START EXTRACTED DATA

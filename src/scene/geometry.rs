use glam::{EulerRot, Mat4, Quat, Vec3};

use crate::domain::palette::Rgb;
use crate::scene::resources::{ResourceHandle, ResourceKind, ResourceLedger};

#[derive(Debug, Clone, Copy, PartialEq)]
pub struct Transform {
    pub position: Vec3,
    /// Euler angles in radians, applied X then Y then Z.
    pub rotation: Vec3,
    pub scale: f32,
}

impl Default for Transform {
    fn default() -> Self {
        Self {
            position: Vec3::ZERO,
            rotation: Vec3::ZERO,
            scale: 1.0,
        }
    }
}

impl Transform {
    #[must_use]
    pub fn at(position: Vec3) -> Self {
        Self {
            position,
            ..Self::default()
        }
    }

    #[must_use]
    pub fn quat(&self) -> Quat {
        Quat::from_euler(
            EulerRot::XYZ,
            self.rotation.x,
            self.rotation.y,
            self.rotation.z,
        )
    }

    #[must_use]
    pub fn matrix(&self) -> Mat4 {
        Mat4::from_scale_rotation_translation(Vec3::splat(self.scale), self.quat(), self.position)
    }
}

#[derive(Debug, Clone, Copy, PartialEq, Eq)]
pub enum Shading {
    /// Flat color, ignores scene lights.
    Unlit,
    Lit,
}

#[derive(Debug, Clone, Copy, PartialEq)]
pub struct Material {
    pub color: Rgb,
    pub opacity: f32,
    pub shading: Shading,
}

#[derive(Debug, Clone, Copy, PartialEq)]
pub struct SphereGeometry {
    pub radius: f32,
    pub width_segments: u32,
    pub height_segments: u32,
}

impl SphereGeometry {
    #[must_use]
    pub fn new(radius: f32, width_segments: u32, height_segments: u32) -> Self {
        Self {
            radius,
            width_segments: width_segments.max(3),
            height_segments: height_segments.max(2),
        }
    }

    #[must_use]
    pub fn smooth(radius: f32) -> Self {
        Self::new(radius, 32, 32)
    }

    /// Coarse tessellation shows up as visible facets when rasterized.
    #[must_use]
    pub fn is_faceted(&self) -> bool {
        self.width_segments <= 12 || self.height_segments <= 12
    }
}

#[derive(Debug)]
pub struct Mesh {
    pub geometry: SphereGeometry,
    pub material: Material,
    pub transform: Transform,
    pub visible: bool,
    handle: ResourceHandle,
}

impl Mesh {
    #[must_use]
    pub fn new(
        geometry: SphereGeometry,
        material: Material,
        position: Vec3,
        ledger: &ResourceLedger,
    ) -> Self {
        Self {
            geometry,
            material,
            transform: Transform::at(position),
            visible: true,
            handle: ledger.acquire(ResourceKind::Mesh),
        }
    }

    #[must_use]
    pub fn resource_id(&self) -> u64 {
        self.handle.id()
    }
}

#[derive(Debug, Clone, Copy, PartialEq, Eq)]
pub enum Blending {
    Normal,
    Additive,
}

#[derive(Debug, Clone, Copy, PartialEq)]
pub struct PointMaterial {
    pub color: Rgb,
    pub size: f32,
    pub opacity: f32,
    pub blending: Blending,
}

/// Point sprites with optional per-point size and color attributes.
#[derive(Debug)]
pub struct PointCloud {
    pub positions: Vec<Vec3>,
    pub sizes: Option<Vec<f32>>,
    pub colors: Option<Vec<Rgb>>,
    pub material: PointMaterial,
    pub transform: Transform,
    pub visible: bool,
    handle: ResourceHandle,
}

impl PointCloud {
    #[must_use]
    pub fn new(positions: Vec<Vec3>, material: PointMaterial, ledger: &ResourceLedger) -> Self {
        Self {
            positions,
            sizes: None,
            colors: None,
            material,
            transform: Transform::default(),
            visible: true,
            handle: ledger.acquire(ResourceKind::Points),
        }
    }

    #[must_use]
    pub fn with_sizes(mut self, sizes: Vec<f32>) -> Self {
        self.sizes = Some(sizes);
        self
    }

    #[must_use]
    pub fn with_colors(mut self, colors: Vec<Rgb>) -> Self {
        self.colors = Some(colors);
        self
    }

    #[must_use]
    pub fn len(&self) -> usize {
        self.positions.len()
    }

    #[must_use]
    pub fn is_empty(&self) -> bool {
        self.positions.is_empty()
    }

    #[must_use]
    pub fn size_at(&self, index: usize) -> f32 {
        self.sizes
            .as_ref()
            .and_then(|sizes| sizes.get(index).copied())
            .unwrap_or(self.material.size)
    }

    #[must_use]
    pub fn color_at(&self, index: usize) -> Rgb {
        self.colors
            .as_ref()
            .and_then(|colors| colors.get(index).copied())
            .unwrap_or(self.material.color)
    }

    #[must_use]
    pub fn resource_id(&self) -> u64 {
        self.handle.id()
    }
}

#[derive(Debug, Default)]
pub struct MeshGroup {
    pub children: Vec<Mesh>,
    pub transform: Transform,
    pub visible: bool,
}

impl MeshGroup {
    #[must_use]
    pub fn new(children: Vec<Mesh>) -> Self {
        Self {
            children,
            transform: Transform::default(),
            visible: true,
        }
    }

    #[must_use]
    pub fn resource_ids(&self) -> Vec<u64> {
        self.children.iter().map(Mesh::resource_id).collect()
    }
}

#[cfg(test)]
mod tests {
    use super::*;

    #[test]
    fn identity_transform_keeps_points() {
        let transform = Transform::default();
        let point = Vec3::new(1.0, -2.0, 3.0);
        assert!(transform.matrix().transform_point3(point).abs_diff_eq(point, 1e-6));
    }

    #[test]
    fn transform_rotates_before_translating() {
        let transform = Transform {
            position: Vec3::new(0.0, 1.0, 0.0),
            rotation: Vec3::new(0.0, std::f32::consts::FRAC_PI_2, 0.0),
            scale: 1.0,
        };
        let moved = transform.matrix().transform_point3(Vec3::X);
        assert!(moved.abs_diff_eq(Vec3::new(0.0, 1.0, -1.0), 1e-5), "{moved:?}");
    }

    #[test]
    fn point_attributes_fall_back_to_material() {
        let ledger = ResourceLedger::new();
        let material = PointMaterial {
            color: Rgb::WHITE,
            size: 0.2,
            opacity: 1.0,
            blending: Blending::Normal,
        };
        let cloud = PointCloud::new(vec![Vec3::ZERO; 2], material, &ledger).with_sizes(vec![0.5]);
        assert!((cloud.size_at(0) - 0.5).abs() < f32::EPSILON);
        assert!((cloud.size_at(1) - 0.2).abs() < f32::EPSILON);
        assert_eq!(cloud.color_at(1), Rgb::WHITE);
    }

    #[test]
    fn low_segment_spheres_are_faceted() {
        assert!(SphereGeometry::new(0.5, 6, 6).is_faceted());
        assert!(!SphereGeometry::smooth(2.0).is_faceted());
    }
}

END EXTRACTED DATA

WORK TO BE COMPLETED: Give back the entries exactly, so that each line matches the original.

RESPONSE AREA:
filename src/scene/geometry.rs
use glam::{EulerRot, Mat4, Quat, Vec3};

use crate::domain::palette::Rgb;
use crate::scene::resources::{ResourceHandle, ResourceKind, ResourceLedger};

#[derive(Debug, Clone, Copy, PartialEq)]
pub struct Transform {
    pub position: Vec3,
    /// Euler angles in radians, applied X then Y then Z.
    pub rotation: Vec3,
    pub scale: f32,
}

impl Default for Transform {
    fn default() -> Self {
        Self {
            position: Vec3::ZERO,
            rotation: Vec3::ZERO,
            scale: 1.0,
        }
    }
}

impl Transform {
    #[must_use]
    pub fn at(position: Vec3) -> Self {
        Self {
            position,
            ..Self::default()
        }
    }

    #[must_use]
    pub fn quat(&self) -> Quat {
        Quat::from_euler(
            EulerRot::XYZ,
            self.rotation.x,
            self.rotation.y,
            self.rotation.z,
        )
    }

    #[must_use]
    pub fn matrix(&self) -> Mat4 {
        Mat4::from_scale_rotation_translation(Vec3::splat(self.scale), self.quat(), self.position)
    }
}

#[derive(Debug, Clone, Copy, PartialEq, Eq)]
pub enum Shading {
    /// Flat color, ignores scene lights.
    Unlit,
    Lit,
}

#[derive(Debug, Clone, Copy, PartialEq)]
pub struct Material {
    pub color: Rgb,
    pub opacity: f32,
    pub shading: Shading,
}

#[derive(Debug, Clone, Copy, PartialEq)]
pub struct SphereGeometry {
    pub radius: f32,
    pub width_segments: u32,
    pub height_segments: u32,
}

impl SphereGeometry {
    #[must_use]
    pub fn new(radius: f32, width_segments: u32, height_segments: u32) -> Self {
        Self {
            radius,
            width_segments: width_segments.max(3),
            height_segments: height_segments.max(2),
        }
    }

    #[must_use]
    pub fn smooth(radius: f32) -> Self {
        Self::new(radius, 32, 32)
    }

    /// Coarse tessellation shows up as visible facets when rasterized.
    #[must_use]
    pub fn is_faceted(&self) -> bool {
        self.width_segments <= 12 || self.height_segments <= 12
    }
}

#[derive(Debug)]
pub struct Mesh {
    pub geometry: SphereGeometry,
    pub material: Material,
    pub transform: Transform,
    pub visible: bool,
    handle: ResourceHandle,
}

impl Mesh {
    #[must_use]
    pub fn new(
        geometry: SphereGeometry,
        material: Material,
        position: Vec3,
        ledger: &ResourceLedger,
    ) -> Self {
        Self {
            geometry,
            material,
            transform: Transform::at(position),
            visible: true,
            handle: ledger.acquire(ResourceKind::Mesh),
        }
    }

    #[must_use]
    pub fn resource_id(&self) -> u64 {
        self.handle.id()
    }
}

#[derive(Debug, Clone, Copy, PartialEq, Eq)]
pub enum Blending {
    Normal,
    Additive,
}

#[derive(Debug, Clone, Copy, PartialEq)]
pub struct PointMaterial {
    pub color: Rgb,
    pub size: f32,
    pub opacity: f32,
    pub blending: Blending,
}

/// Point sprites with optional per-point size and color attributes.
#[derive(Debug)]
pub struct PointCloud {
    pub positions: Vec<Vec3>,
    pub sizes: Option<Vec<f32>>,
    pub colors: Option<Vec<Rgb>>,
    pub material: PointMaterial,
    pub transform: Transform,
    pub visible: bool,
    handle: ResourceHandle,
}

impl PointCloud {
    #[must_use]
    pub fn new(positions: Vec<Vec3>, material: PointMaterial, ledger: &ResourceLedger) -> Self {
        Self {
            positions,
            sizes: None,
            colors: None,
            material,
            transform: Transform::default(),
            visible: true,
            handle: ledger.acquire(ResourceKind::Points),
        }
    }

    #[must_use]
    pub fn with_sizes(mut self, sizes: Vec<f32>) -> Self {
        self.sizes = Some(sizes);
        self
    }

    #[must_use]
    pub fn with_colors(mut self, colors: Vec<Rgb>) -> Self {
        self.colors = Some(colors);
        self
    }

    #[must_use]
    pub fn len(&self) -> usize {
        self.positions.len()
    }

    #[must_use]
    pub fn is_empty(&self) -> bool {
        self.positions.is_empty()
    }

    #[must_use]
    pub fn size_at(&self, index: usize) -> f32 {
        self.sizes
            .as_ref()
            .and_then(|sizes| sizes.get(index).copied())
            .unwrap_or(self.material.size)
    }

    #[must_use]
    pub fn color_at(&self, index: usize) -> Rgb {
        self.colors
            .as_ref()
            .and_then(|colors| colors.get(index).copied())
            .unwrap_or(self.material.color)
    }

    #[must_use]
    pub fn resource_id(&self) -> u64 {
        self.handle.id()
    }
}

#[derive(Debug, Default)]
pub struct MeshGroup {
    pub children: Vec<Mesh>,
    pub transform: Transform,
    pub visible: bool,
}

impl MeshGroup {
    #[must_use]
    pub fn new(children: Vec<Mesh>) -> Self {
        Self {
            children,
            transform: Transform::default(),
            visible: true,
        }
    }

    #[must_use]
    pub fn resource_ids(&self) -> Vec<u64> {
        self.children.iter().map(Mesh::resource_id).collect()
    }
}

#[cfg(test)]
mod tests {
    use super::*;

    #[test]
    fn identity_transform_keeps_points() {
        let transform = Transform::default();
        let point = Vec3::new(1.0, -2.0, 3.0);
        assert!(transform.matrix().transform_point3(point).abs_diff_eq(point, 1e-6));
    }

    #[test]
    fn transform_rotates_before_translating() {
        let transform = Transform {
            position: Vec3::new(0.0, 1.0, 0.0),
            rotation: Vec3::new(0.0, std::f32::consts::FRAC_PI_2, 0.0),
            scale: 1.0,
        };
        let moved = transform.matrix().transform_point3(Vec3::X);
        assert!(moved.abs_diff_eq(Vec3::new(0.0, 1.0, -1.0), 1e-5), "{moved:?}");
    }

    #[test]
    fn point_attributes_fall_back_to_material() {
        let ledger = ResourceLedger::new();
        let material = PointMaterial {
            color: Rgb::WHITE,
            size: 0.2,
            opacity: 1.0,
            blending: Blending::Normal,
        };
        let cloud = PointCloud::new(vec![Vec3::ZERO; 2], material, &ledger).with_sizes(vec![0.5]);
        assert!((cloud.size_at(0) - 0.5).abs() < f32::EPSILON);
        assert!((cloud.size_at(1) - 0.2).abs() < f32::EPSILON);
        assert_eq!(cloud.color_at(1), Rgb::WHITE);
    }

    #[test]
    fn low_segment_spheres_are_faceted() {
        assert!(SphereGeometry::new(0.5, 6, 6).is_faceted());
        assert!(!SphereGeometry::smooth(2.0).is_faceted());
    }
}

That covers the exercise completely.